De Visserijfeesten zijn belangrijk voor het dorp, net als de visserij. Op de kade aan de vismijn pelt familie Vermeulen garnalen die ze gratis uitdelen. Nellie Faes-Vermeulen kan twee kilo ongepelde garnalen in een uur pellen. Zelf vindt ze dat niet snel: „Vroeger kon ik veel meer. Nu gaat dat niet meer. Ik doe de toastjes”, zegt ze terwijl ze lepels garnalen op toast schept.

Broer Henk Vermeulen is oud-visser en was vijftig jaar betrokken bij de organisatie van de Visserijfeesten. Vissen op zee is „hard werken” en „hard leven”, vertelt hij. Toch deed Henk niets liever. „Ik houd van de vrijheid op het water. Elke dag is anders en geen enkele vangst is hetzelfde.”

Zwemwedstrijden horen ook bij de Visserijfeesten in Breskens.

Foto Walter Herfst

Rommelmarkt

Het dorp wil de feesten voortzetten, ook nu de visserij volledig is weggevallen. Daar hoort de rommelmarkt op zaterdagochtend bij, vindt familie Faas (geen familie van mevrouw Faes) die al vroeg op de rommelmarkt haar kraam heeft uitgestald. Over hun oude spullen is een plastic zeil gespannen: de Bressiaander is goed voorbereid op de hoosbuien die zo nu en dan vallen.

„De Visserijfeesten zijn een stukje nostalgie, een stukje cultuur. Het feest is toch iets van het dorp, dat moet wel blijven”, zegt mevrouw Faas. Wanneer familieleden het verhaal onderbreken om de buren te begroeten, vliegen de heujs je om de horen. Meneer Faas ziet hoe de feesten jong en oud samenbrengen, ook op de rommelmarkt die al in de vroege uurtjes wordt opgebouwd. „De jonge gasten komen van het café thuis en lopen nog een rondje over de rommelmarkt. Dan zie je allerlei bijzondere dingen: mensen op ski’s of een lange gast op een kinderfietsje. Mensen kijken, dat zou een beroep moeten zijn.”

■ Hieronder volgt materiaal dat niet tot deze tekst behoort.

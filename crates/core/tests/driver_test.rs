//! Driver loop behavior: ordering, once-per-cycle dispatch, additive sleep,
//! and fatal lifecycle failures.

#![allow(clippy::unwrap_used)]
#![allow(clippy::expect_used)]
#![allow(clippy::panic)]

use std::sync::{Arc, Mutex};
use std::thread;
use std::time::{Duration, Instant};

use menagerie_core::{
    Animal, BehaviorConfig, Driver, Error, Habitat, LifeError, LifeResult, Probes, Registry,
    Sampling,
};

type Journal = Arc<Mutex<Vec<(&'static str, Instant)>>>;

/// Records each lifecycle call, optionally taking some time about it.
struct Recorder {
    name: &'static str,
    journal: Journal,
    work: Duration,
}

impl Animal for Recorder {
    fn name(&self) -> &'static str {
        self.name
    }

    fn eat(&self, _habitat: &Habitat) -> LifeResult {
        Ok(())
    }

    fn drink(&self, _habitat: &Habitat) -> LifeResult {
        Ok(())
    }

    fn excrete_solid(&self, _habitat: &Habitat) -> LifeResult {
        Ok(())
    }

    fn excrete_liquid(&self, _habitat: &Habitat) -> LifeResult {
        Ok(())
    }

    fn live(&self, _habitat: &Habitat) -> LifeResult {
        self.journal.lock().unwrap().push((self.name, Instant::now()));
        if !self.work.is_zero() {
            thread::sleep(self.work);
        }
        Ok(())
    }
}

/// Fails every lifecycle.
struct Sickly;

impl Animal for Sickly {
    fn name(&self) -> &'static str {
        "sickly"
    }

    fn eat(&self, _habitat: &Habitat) -> LifeResult {
        Err(LifeError::Disconnected)
    }

    fn drink(&self, _habitat: &Habitat) -> LifeResult {
        Ok(())
    }

    fn excrete_solid(&self, _habitat: &Habitat) -> LifeResult {
        Ok(())
    }

    fn excrete_liquid(&self, _habitat: &Habitat) -> LifeResult {
        Ok(())
    }
}

const NAMES: [&str; 5] = ["ant", "bee", "cow", "doe", "elk"];

fn recorders(journal: &Journal, work: Duration) -> Registry {
    Registry::new(
        NAMES
            .iter()
            .map(|&name| {
                Box::new(Recorder {
                    name,
                    journal: Arc::clone(journal),
                    work,
                }) as Box<dyn Animal>
            })
            .collect(),
    )
}

fn driver(registry: Registry, tick: Duration) -> Driver {
    let probes = Arc::new(Probes::for_registry(&registry, Sampling::record_all()));
    Driver::new(registry, Habitat::new(probes, BehaviorConfig::quiet()), tick)
}

#[test]
fn test_each_cycle_visits_every_animal_once_in_order() {
    let journal = Journal::default();
    let driver = driver(recorders(&journal, Duration::ZERO), Duration::from_millis(1));

    driver.run_cycles(3).unwrap();

    let visited: Vec<_> = journal.lock().unwrap().iter().map(|(n, _)| *n).collect();
    let expected: Vec<_> = NAMES.iter().copied().cycle().take(15).collect();
    assert_eq!(visited, expected);
    assert_eq!(driver.habitat().probes().cycles(), 3);
}

#[test]
fn test_lives_are_counted_per_animal() {
    let journal = Journal::default();
    let driver = driver(recorders(&journal, Duration::ZERO), Duration::from_millis(1));

    driver.run_cycles(4).unwrap();

    let snapshot = driver.habitat().probes().snapshot();
    assert_eq!(snapshot.entities.len(), NAMES.len());
    assert!(snapshot.entities.iter().all(|e| e.lives == 4));
    assert_eq!(snapshot.unattributed.lives, 0);
}

#[test]
fn test_sleep_is_added_after_the_work() {
    let journal = Journal::default();
    let work = Duration::from_millis(10);
    let tick = Duration::from_millis(40);
    let driver = driver(recorders(&journal, work), tick);

    driver.run_cycles(3).unwrap();

    let starts: Vec<Instant> = journal
        .lock()
        .unwrap()
        .iter()
        .filter(|(name, _)| *name == NAMES[0])
        .map(|(_, at)| *at)
        .collect();
    assert_eq!(starts.len(), 3);

    // Five animals at 10ms each, then the 40ms tick.
    let minimum_gap = work * 5 + tick;
    for pair in starts.windows(2) {
        assert!(pair[1] - pair[0] >= minimum_gap);
    }
}

#[test]
fn test_failure_stops_the_cycle_and_names_the_animal() {
    let journal = Journal::default();
    let registry = Registry::new(vec![
        Box::new(Recorder {
            name: "before",
            journal: Arc::clone(&journal),
            work: Duration::ZERO,
        }),
        Box::new(Sickly),
        Box::new(Recorder {
            name: "after",
            journal: Arc::clone(&journal),
            work: Duration::ZERO,
        }),
    ]);
    let driver = driver(registry, Duration::from_millis(1));

    let err = driver.run_cycles(2).unwrap_err();

    assert!(matches!(
        err,
        Error::Life {
            animal: "sickly",
            source: LifeError::Disconnected
        }
    ));
    let visited: Vec<_> = journal.lock().unwrap().iter().map(|(n, _)| *n).collect();
    assert_eq!(visited, ["before"]);
    assert_eq!(driver.habitat().probes().cycles(), 0);
}

#[test]
fn test_run_returns_only_on_failure() {
    let driver = driver(Registry::new(vec![Box::new(Sickly)]), Duration::from_millis(1));
    let result = driver.run();
    assert!(matches!(result, Err(Error::Life { animal: "sickly", .. })));
}

#[test]
fn test_unbounded_run_keeps_pace_with_the_tick() {
    let journal = Journal::default();
    let tick = Duration::from_millis(100);
    let driver = driver(recorders(&journal, Duration::ZERO), tick);
    let probes = Arc::clone(driver.habitat().probes());

    thread::spawn(move || driver.run());
    thread::sleep(tick * 3);

    let snapshot = probes.snapshot();
    let lives: Vec<u64> = snapshot.entities.iter().map(|e| e.lives).collect();
    let (min, max) = (
        *lives.iter().min().unwrap(),
        *lives.iter().max().unwrap(),
    );
    // Three ticks in: cycles at 0, 100 and 200ms, maybe a fourth at the edge.
    assert!((2..=4).contains(&min), "lives: {lives:?}");
    assert!(max - min <= 1, "lives: {lives:?}");
}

De rommelmarkt is een belangrijkonderdeel van de Visserijfeesten.

Foto Walter Herfst

Als de zon doorbreekt, loopt de braderie vol met toeristen die slenterend zoeken naar de beste koopjes. Niet vreemd voo wie weet dat toerisme de grootste economische pijler is in de streek. Of er ook grenzen aan zitten? André Brakman, secretaris van het Visserijfeesten-comité, vindt het lastig om in te schatten. „Puur persoonlijk: je moet de mogelijkheden benutten die er zijn, daar leeft de streek van.”

Brakman denkt wel dat steeds meer kennis over de visserij verloren zal gaan naarmate de laatste vissers ouder worden. Toch gaat volgens hem dat dorpsgevoel niet zomaar verloren: „De Bressiaander staat bekend als iemand met een grote mond, maar dan weet je wel waar je aan toe bent. Dat is kenmerkend voor een vissersdorp.”

Het blijft gissen hoe de feesten zich zullen ontwikkelen. Er leven genoeg onzekerheden en zorgen, maar niet op de zaterdagavond in de vismijn. De hossende mensen zijn niet bezig met „wellicht de laatste keer”, daar staat de muziek veel te hard voor.